> [MATERIALS PROVIDED]
◇ ◇ ◇ ◇
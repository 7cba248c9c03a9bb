//! Fixed-width text as stored by both asset formats.
//!
//! Text is Shift-JIS on disk. Fields are a fixed number of bytes; the
//! logical string ends at the first NUL and anything after it is ignored.

use std::borrow::Cow;

use encoding_rs::SHIFT_JIS;

use crate::error::{BrickError, Result};

/// Returns `raw` up to (not including) the first NUL byte.
#[inline]
pub fn trim_at_nul(raw: &[u8]) -> &[u8] {
    match raw.iter().position(|&b| b == 0) {
        Some(end) => &raw[..end],
        None => raw,
    }
}

/// Decodes Shift-JIS bytes. `offset` is only used for error reporting.
pub fn decode(raw: &[u8], offset: usize) -> Result<String> {
    SHIFT_JIS
        .decode_without_bom_handling_and_without_replacement(raw)
        .map(Cow::into_owned)
        .ok_or(BrickError::MalformedText { offset })
}

/// Encodes `text` as Shift-JIS. Characters without a mapping are an error
/// rather than being replaced with numeric character references.
pub fn encode(text: &str) -> Result<Cow<'_, [u8]>> {
    let (bytes, _, had_errors) = SHIFT_JIS.encode(text);
    if had_errors {
        return Err(BrickError::UnencodableText(text.to_string()));
    }
    Ok(bytes)
}

/// Number of bytes `text` occupies once encoded.
pub fn encoded_len(text: &str) -> Result<usize> {
    encode(text).map(|bytes| bytes.len())
}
◇ ◇ ◇ ◇
> [DESCRIPTION OF THE TASK] Your task is to repeat the entries exactly.

> [OUTPUT FOR THIS EXERCISE]
repository 7cba248c9c03a9bb
//! Fixed-width text as stored by both asset formats.
//!
//! Text is Shift-JIS on disk. Fields are a fixed number of bytes; the
//! logical string ends at the first NUL and anything after it is ignored.

use std::borrow::Cow;

use encoding_rs::SHIFT_JIS;

use crate::error::{BrickError, Result};

/// Returns `raw` up to (not including) the first NUL byte.
#[inline]
pub fn trim_at_nul(raw: &[u8]) -> &[u8] {
    match raw.iter().position(|&b| b == 0) {
        Some(end) => &raw[..end],
        None => raw,
    }
}

/// Decodes Shift-JIS bytes. `offset` is only used for error reporting.
pub fn decode(raw: &[u8], offset: usize) -> Result<String> {
    SHIFT_JIS
        .decode_without_bom_handling_and_without_replacement(raw)
        .map(Cow::into_owned)
        .ok_or(BrickError::MalformedText { offset })
}

/// Encodes `text` as Shift-JIS. Characters without a mapping are an error
/// rather than being replaced with numeric character references.
pub fn encode(text: &str) -> Result<Cow<'_, [u8]>> {
    let (bytes, _, had_errors) = SHIFT_JIS.encode(text);
    if had_errors {
        return Err(BrickError::UnencodableText(text.to_string()));
    }
    Ok(bytes)
}

/// Number of bytes `text` occupies once encoded.
pub fn encoded_len(text: &str) -> Result<usize> {
    encode(text).map(|bytes| bytes.len())
}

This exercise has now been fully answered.